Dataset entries
*** Begin section ***
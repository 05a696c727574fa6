//! Residual diagnostics artifacts for a least-squares fit.

use serde::Serialize;
use sv_core::{Error, Result};
use sv_inference::{Influence, OlsFit};

use crate::meta::ArtifactMeta;

/// Residuals against fitted values.
#[derive(Debug, Clone, Serialize)]
pub struct ResidualsArtifact {
    /// Artifact schema identifier.
    pub schema_version: String,
    /// Provenance.
    pub meta: ArtifactMeta,
    /// Model formula.
    pub formula: String,
    /// Fitted values (x axis).
    pub fitted: Vec<f64>,
    /// Raw residuals (y axis).
    pub residuals: Vec<f64>,
    /// Residual standard error, for ±2σ guide lines.
    pub sigma: f64,
}

/// Normal QQ plot of studentized residuals.
#[derive(Debug, Clone, Serialize)]
pub struct QqArtifact {
    /// Artifact schema identifier.
    pub schema_version: String,
    /// Provenance.
    pub meta: ArtifactMeta,
    /// Model formula.
    pub formula: String,
    /// Theoretical quantiles (x axis).
    pub theoretical: Vec<f64>,
    /// Sorted studentized residuals (y axis).
    pub sample: Vec<f64>,
}

/// Leverage against studentized residuals, with Cook's distance.
#[derive(Debug, Clone, Serialize)]
pub struct LeverageArtifact {
    /// Artifact schema identifier.
    pub schema_version: String,
    /// Provenance.
    pub meta: ArtifactMeta,
    /// Model formula.
    pub formula: String,
    /// Hat values (x axis).
    pub leverage: Vec<f64>,
    /// Studentized residuals (y axis); `null` where undefined.
    pub studentized: Vec<Option<f64>>,
    /// Cook's distance per row; `null` where undefined.
    pub cooks_distance: Vec<Option<f64>>,
    /// Cook's distance cutoff.
    pub cooks_threshold: f64,
    /// Rows above the cutoff.
    pub high_influence: Vec<usize>,
}

fn finite_or_null(xs: &[f64]) -> Vec<Option<f64>> {
    xs.iter().map(|&v| v.is_finite().then_some(v)).collect()
}

fn check_rows(fit: &OlsFit, influence: &Influence) -> Result<()> {
    if influence.leverage.len() != fit.n_obs {
        return Err(Error::Validation(format!(
            "influence has {} rows, fit '{}' has {}",
            influence.leverage.len(),
            fit.formula,
            fit.n_obs
        )));
    }
    Ok(())
}

/// Residuals-vs-fitted artifact.
pub fn residuals_vs_fitted_artifact(fit: &OlsFit) -> Result<ResidualsArtifact> {
    Ok(ResidualsArtifact {
        schema_version: "survstat_residuals_v1".to_string(),
        meta: ArtifactMeta::now()?,
        formula: fit.formula.clone(),
        fitted: fit.fitted.clone(),
        residuals: fit.residuals.clone(),
        sigma: fit.sigma,
    })
}

/// QQ artifact from precomputed influence measures.
pub fn qq_artifact(fit: &OlsFit, influence: &Influence) -> Result<QqArtifact> {
    check_rows(fit, influence)?;
    Ok(QqArtifact {
        schema_version: "survstat_qq_v1".to_string(),
        meta: ArtifactMeta::now()?,
        formula: fit.formula.clone(),
        theoretical: influence.qq.iter().map(|p| p.theoretical).collect(),
        sample: influence.qq.iter().map(|p| p.sample).collect(),
    })
}

/// Leverage artifact from precomputed influence measures.
pub fn leverage_artifact(fit: &OlsFit, influence: &Influence) -> Result<LeverageArtifact> {
    check_rows(fit, influence)?;
    Ok(LeverageArtifact {
        schema_version: "survstat_leverage_v1".to_string(),
        meta: ArtifactMeta::now()?,
        formula: fit.formula.clone(),
        leverage: influence.leverage.clone(),
        studentized: finite_or_null(&influence.studentized),
        cooks_distance: finite_or_null(&influence.cooks_distance),
        cooks_threshold: influence.cooks_threshold,
        high_influence: influence.high_influence.clone(),
    })
}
*** End section ***
- **WORK INSTRUCTIONS**
Would you please restate all of the entries exactly?

- **YOUR RESPONSE**
repository 05a696c727574fa6
//! Residual diagnostics artifacts for a least-squares fit.

use serde::Serialize;
use sv_core::{Error, Result};
use sv_inference::{Influence, OlsFit};

use crate::meta::ArtifactMeta;

/// Residuals against fitted values.
#[derive(Debug, Clone, Serialize)]
pub struct ResidualsArtifact {
    /// Artifact schema identifier.
    pub schema_version: String,
    /// Provenance.
    pub meta: ArtifactMeta,
    /// Model formula.
    pub formula: String,
    /// Fitted values (x axis).
    pub fitted: Vec<f64>,
    /// Raw residuals (y axis).
    pub residuals: Vec<f64>,
    /// Residual standard error, for ±2σ guide lines.
    pub sigma: f64,
}

/// Normal QQ plot of studentized residuals.
#[derive(Debug, Clone, Serialize)]
pub struct QqArtifact {
    /// Artifact schema identifier.
    pub schema_version: String,
    /// Provenance.
    pub meta: ArtifactMeta,
    /// Model formula.
    pub formula: String,
    /// Theoretical quantiles (x axis).
    pub theoretical: Vec<f64>,
    /// Sorted studentized residuals (y axis).
    pub sample: Vec<f64>,
}

/// Leverage against studentized residuals, with Cook's distance.
#[derive(Debug, Clone, Serialize)]
pub struct LeverageArtifact {
    /// Artifact schema identifier.
    pub schema_version: String,
    /// Provenance.
    pub meta: ArtifactMeta,
    /// Model formula.
    pub formula: String,
    /// Hat values (x axis).
    pub leverage: Vec<f64>,
    /// Studentized residuals (y axis); `null` where undefined.
    pub studentized: Vec<Option<f64>>,
    /// Cook's distance per row; `null` where undefined.
    pub cooks_distance: Vec<Option<f64>>,
    /// Cook's distance cutoff.
    pub cooks_threshold: f64,
    /// Rows above the cutoff.
    pub high_influence: Vec<usize>,
}

fn finite_or_null(xs: &[f64]) -> Vec<Option<f64>> {
    xs.iter().map(|&v| v.is_finite().then_some(v)).collect()
}

fn check_rows(fit: &OlsFit, influence: &Influence) -> Result<()> {
    if influence.leverage.len() != fit.n_obs {
        return Err(Error::Validation(format!(
            "influence has {} rows, fit '{}' has {}",
            influence.leverage.len(),
            fit.formula,
            fit.n_obs
        )));
    }
    Ok(())
}

/// Residuals-vs-fitted artifact.
pub fn residuals_vs_fitted_artifact(fit: &OlsFit) -> Result<ResidualsArtifact> {
    Ok(ResidualsArtifact {
        schema_version: "survstat_residuals_v1".to_string(),
        meta: ArtifactMeta::now()?,
        formula: fit.formula.clone(),
        fitted: fit.fitted.clone(),
        residuals: fit.residuals.clone(),
        sigma: fit.sigma,
    })
}

/// QQ artifact from precomputed influence measures.
pub fn qq_artifact(fit: &OlsFit, influence: &Influence) -> Result<QqArtifact> {
    check_rows(fit, influence)?;
    Ok(QqArtifact {
        schema_version: "survstat_qq_v1".to_string(),
        meta: ArtifactMeta::now()?,
        formula: fit.formula.clone(),
        theoretical: influence.qq.iter().map(|p| p.theoretical).collect(),
        sample: influence.qq.iter().map(|p| p.sample).collect(),
    })
}

/// Leverage artifact from precomputed influence measures.
pub fn leverage_artifact(fit: &OlsFit, influence: &Influence) -> Result<LeverageArtifact> {
    check_rows(fit, influence)?;
    Ok(LeverageArtifact {
        schema_version: "survstat_leverage_v1".to_string(),
        meta: ArtifactMeta::now()?,
        formula: fit.formula.clone(),
        leverage: influence.leverage.clone(),
        studentized: finite_or_null(&influence.studentized),
        cooks_distance: finite_or_null(&influence.cooks_distance),
        cooks_threshold: influence.cooks_threshold,
        high_influence: influence.high_influence.clone(),
    })
}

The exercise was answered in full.